(Records from a collection)
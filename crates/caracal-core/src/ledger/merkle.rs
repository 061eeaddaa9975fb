//! Merkle tamper-evidence over ledger event batches.
//!
//! Leaves are SHA-256 of each event's canonical JSON encoding; the tree is
//! built pairwise in SHA-256, duplicating a dangling odd leaf, same as the
//! construction used for the mandate-chain batching. The signed root commits
//! the whole batch: flipping a single historical event changes its leaf
//! hash and therefore every ancestor up to the root, which invalidates the
//! signature.

use chrono::Utc;
use rusqlite::params;
use sha2::{Digest, Sha256};
use uuid::Uuid;

use crate::crypto::{sign_merkle_root, verify_merkle_root};
use crate::error::LedgerError;
use crate::model::{LedgerEvent, SignedMerkleBatch};
use crate::store::Store;

#[derive(Debug, Clone, Copy, PartialEq, Eq)]
enum Side {
    Left,
    Right,
}

/// A compact proof that a single event is included in a signed Merkle batch.
#[derive(Debug, Clone)]
pub struct InclusionProof {
    pub event_id: u64,
    leaf_hash: [u8; 32],
    path: Vec<(Side, [u8; 32])>,
}

impl InclusionProof {
    /// Recompute the root implied by this proof and compare against `root_hex`.
    pub fn verify(&self, root_hex: &str) -> bool {
        let mut current = self.leaf_hash;
        for (side, sibling) in &self.path {
            let mut hasher = Sha256::new();
            match side {
                Side::Left => {
                    hasher.update(current);
                    hasher.update(sibling);
                }
                Side::Right => {
                    hasher.update(sibling);
                    hasher.update(current);
                }
            }
            current = hasher.finalize().into();
        }
        hex::encode(current) == root_hex
    }
}

fn leaf_hash(event: &LedgerEvent) -> [u8; 32] {
    let encoded = serde_json::to_vec(event).unwrap_or_default();
    Sha256::digest(encoded).into()
}

fn parent_hash(left: &[u8; 32], right: &[u8; 32]) -> [u8; 32] {
    let mut hasher = Sha256::new();
    hasher.update(left);
    hasher.update(right);
    hasher.finalize().into()
}

/// Builds every level of the tree, bottom to top. `levels[0]` is the leaves;
/// the last level holds exactly one node, the root.
fn build_levels(leaves: Vec<[u8; 32]>) -> Vec<Vec<[u8; 32]>> {
    let mut levels = vec![leaves];
    while levels.last().unwrap().len() > 1 {
        let prev = levels.last().unwrap();
        let mut next = Vec::with_capacity(prev.len().div_ceil(2));
        let mut i = 0;
        while i < prev.len() {
            let left = prev[i];
            let right = if i + 1 < prev.len() { prev[i + 1] } else { prev[i] };
            next.push(parent_hash(&left, &right));
            i += 2;
        }
        levels.push(next);
    }
    levels
}

/// Builds and signs a Merkle batch, and generates per-event inclusion
/// proofs against the same persisted root.
#[derive(Clone)]
pub struct MerkleBatcher {
    store: Store,
}

impl MerkleBatcher {
    pub fn new(store: Store) -> Self {
        Self { store }
    }

    /// Builds, signs, and persists a batch covering exactly `events`.
    /// `events` must be non-empty and ordered by `event_id` ascending; the
    /// caller (the periodic batching job) is responsible for that ordering.
    pub fn build_and_sign(
        &self,
        events: &[LedgerEvent],
        signing_key_pem: &str,
    ) -> Result<SignedMerkleBatch, LedgerError> {
        assert!(!events.is_empty(), "merkle batch must cover at least one event");
        let leaves: Vec<[u8; 32]> = events.iter().map(leaf_hash).collect();
        let levels = build_levels(leaves);
        let root = levels.last().unwrap()[0];
        let root_hex = hex::encode(root);
        let signature_hex = sign_merkle_root(&root, signing_key_pem)
            .map_err(|e| LedgerError::Store(crate::store::StoreError::Database(e.to_string())))?;

        let batch = SignedMerkleBatch {
            batch_id: Uuid::new_v4(),
            first_event_id: events.first().unwrap().event_id,
            last_event_id: events.last().unwrap().event_id,
            event_count: events.len() as u64,
            root_hex,
            signature_hex,
            created_at: Utc::now(),
        };

        let conn = self.store.conn.lock().unwrap();
        conn.execute(
            "INSERT INTO merkle_batches (
                batch_id, first_event_id, last_event_id, event_count,
                root_hex, signature_hex, created_at
            ) VALUES (?1,?2,?3,?4,?5,?6,?7)",
            params![
                batch.batch_id.to_string(),
                batch.first_event_id as i64,
                batch.last_event_id as i64,
                batch.event_count as i64,
                batch.root_hex,
                batch.signature_hex,
                batch.created_at.to_rfc3339(),
            ],
        )
        .map_err(|e| LedgerError::Store(e.into()))?;

        Ok(batch)
    }

    /// Verifies a batch's signature against `public_key_pem` — confirms the
    /// root was signed by the claimed ledger key, not that any particular
    /// event is included (use [`inclusion_proof`] + [`InclusionProof::verify`]
    /// for that).
    pub fn verify_batch(batch: &SignedMerkleBatch, public_key_pem: &str) -> bool {
        let Ok(root_bytes) = hex::decode(&batch.root_hex) else {
            return false;
        };
        let Ok(root): Result<[u8; 32], _> = root_bytes.try_into() else {
            return false;
        };
        verify_merkle_root(&root, &batch.signature_hex, public_key_pem)
    }
}

/// Builds an inclusion proof for `target_event_id` within `events`, the
/// exact ordered slice that produced a batch's root. `O(log n)` proof size.
pub fn inclusion_proof(events: &[LedgerEvent], target_event_id: u64) -> Option<InclusionProof> {
    let index = events.iter().position(|e| e.event_id == target_event_id)?;
    let leaves: Vec<[u8; 32]> = events.iter().map(leaf_hash).collect();
    let target_leaf = leaves[index];
    let levels = build_levels(leaves);

    let mut path = Vec::new();
    let mut idx = index;
    for level in &levels[..levels.len() - 1] {
        let sibling_idx = if idx % 2 == 0 { idx + 1 } else { idx - 1 };
        let sibling = if sibling_idx < level.len() {
            level[sibling_idx]
        } else {
            level[idx]
        };
        let side = if idx % 2 == 0 { Side::Left } else { Side::Right };
        path.push((side, sibling));
        idx /= 2;
    }

    Some(InclusionProof {
        event_id: target_event_id,
        leaf_hash: target_leaf,
        path,
    })
}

§ **WHAT THE TASK REQUIRES**
Out of the records above, pull the lines that include the word "encoded".

§ **EXPECTED ANSWER**
    let encoded = serde_json::to_vec(event).unwrap_or_default();
    Sha256::digest(encoded).into()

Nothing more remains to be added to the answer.